C’est la première fois que les deux parlements libyens rivaux tiennent des pourparlers directs. La rencontre a eu lieu dimanche dernier à Skhirat, au Maroc, sous l’égide de l’Onu. Leur objectif est de parvenir à un accord sur un gouvernement d’union nationale, désigner un premier ministre et préciser des dates pour des élections législatives et présidentielle. Pour réaliser ces objectifs, des acteurs de la société civile en plus des responsables des deux parlements rivaux ont discuté la quatrième proposition d’accord, présentée par l’émissaire des Nations-Unies en Libye, Bernardino Leon.
Depuis le début des pourparlers au Maroc à la mi-mars, M. Leon faisait des navettes entre les deux groupes, et la tenue des négociations directes est un succès pour lui.

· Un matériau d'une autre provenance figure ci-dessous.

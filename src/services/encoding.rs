use crate::models::RawValue;
use encoding_rs::{Encoding, WINDOWS_1252};
use serde_json::{Map, Number, Value};

/// Bytes Windows-1252 leaves unassigned. Their presence rules that candidate out.
const CP1252_UNDEFINED: [u8; 5] = [0x81, 0x8D, 0x8F, 0x90, 0x9D];

/// Return `bytes` as UTF-8, re-encoding from the detected source encoding when needed.
///
/// Candidates are tried in order: UTF-8, a UTF-16 byte-order mark, Windows-1252.
/// When none of them fits the bytes are read as ISO-8859-1.
pub fn force_utf8(bytes: &[u8]) -> String {
    if let Ok(s) = std::str::from_utf8(bytes) {
        return s.to_string();
    }

    if let Some((encoding, bom_len)) = Encoding::for_bom(bytes) {
        if let Some(decoded) =
            encoding.decode_without_bom_handling_and_without_replacement(&bytes[bom_len..])
        {
            tracing::debug!(encoding = encoding.name(), "re-encoded text to UTF-8");
            return decoded.into_owned();
        }
    }

    if !bytes.iter().any(|b| CP1252_UNDEFINED.contains(b)) {
        if let Some(decoded) =
            WINDOWS_1252.decode_without_bom_handling_and_without_replacement(bytes)
        {
            tracing::debug!(encoding = WINDOWS_1252.name(), "re-encoded text to UTF-8");
            return decoded.into_owned();
        }
    }

    tracing::warn!(
        len = bytes.len(),
        "could not detect text encoding, assuming ISO-8859-1"
    );
    bytes.iter().map(|&b| char::from(b)).collect()
}

/// Repair every string and key in `value`, recursing through maps and lists.
///
/// Non-string scalars pass through unchanged. When two keys become equal after
/// repair the later entry wins. Non-finite floats have no JSON form and become null.
pub fn force_utf8_map(value: &RawValue) -> Value {
    match value {
        RawValue::Null => Value::Null,
        RawValue::Bool(b) => Value::Bool(*b),
        RawValue::Int(n) => Value::Number((*n).into()),
        RawValue::Float(f) => Number::from_f64(*f).map(Value::Number).unwrap_or(Value::Null),
        RawValue::Bytes(bytes) => Value::String(force_utf8(bytes)),
        RawValue::List(items) => Value::Array(items.iter().map(force_utf8_map).collect()),
        RawValue::Map(entries) => {
            let mut map = Map::with_capacity(entries.len());
            for (key, item) in entries {
                map.insert(force_utf8(key), force_utf8_map(item));
            }
            Value::Object(map)
        }
    }
}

Et dans une conférence de presse, les porte-parole des deux camps ont annoncé leur entente sur de nombreux points d’achoppement. « Nous nous sommes accordés sur la majorité des dossiers », a indiqué Abou Bakr Baïra, député au parlement de Tobrouk, reconnu par la communauté internationale. Dans le même sens, Mohamad Saleh Al-Makhzoum, membre au Congrès Général National (CGN), le parlement installé dans la capitale Tripoli, sous le contrôle de Fajr Libya, une coalition de milices, a ajouté : « Après la signature du texte d’accord, chaque partie soumettra le projet à son parlement afin d’obtenir un accord final ».
Selon les analystes, ces longues tractations sont dues à deux raisons. « Tout d’abord, les deux camps s’accrochent bec et ongles à leurs acquis et refusent de présenter des concessions. Chacun veut donc en tirer le maximun. Deuxième raison, à la suite de chaque séance, chaque camp veut discuter les résultats avec son allié, soit son partenaire libyen, parmi les tribus et les chefs des régions, soit son partenaire international », explique Sameh Rachad, analyste au Centre des études arabes et africaines au Caire.
Les discussions traînent donc en longueur. Et ce, malgré les pressions de la communauté internationale. « L’Occident veut rétablir la paix pour former un état stable de peur de l’extension de l’Etat islamique dans ce vaste pays qui souffre d’une absence d’armée organisée, de police forte et qui a un nombre modeste d'habitants », explique Sameh Rachad.
Les parlements rivaux ont tous deux adopté, au cours des 15 derniers jours, une version amendée de ce document onusien. « Nous nous approchons d’une solution. Le fait que tous les participants ont accepté le quatrième document soumis comme base d’une solution finale est très encourageant », a annoncé Bernardino Leon. Le projet de l’Onu prévoit la mise en place pendant un an d’un gouvernement d’union nationale avec un conseil des ministres, dirigé à Tripoli par un premier ministre et deux vice-premiers ministres. La Chambre des représentants, le parlement élu en juin 2014 et réfugié aujourd’hui à Tobrouk, dans l’est du pays, serait le seul corps législatif. Un Conseil d’Etat, corps consultatif de 120 membres, comprendrait 90 membres de l’actuel parlement de Tripoli.
Près de quatre ans après la chute de Muammar Kadhafi en octobre 2011, la Libye compte deux gouvernements et deux parlements rivaux qui se disputent le pouvoir, les uns à Tripoli, les autres à Tobrouk (parlement) et Beïda (gouvernement). L’un des amendements qui viennent d’être adoptés en limite les pouvoirs et renforce l’équilibre entre les deux parties. Les forces rivales s’opposent quotidiennement dans plusieurs localités du pays, faisant des centaines de morts depuis juillet 2014.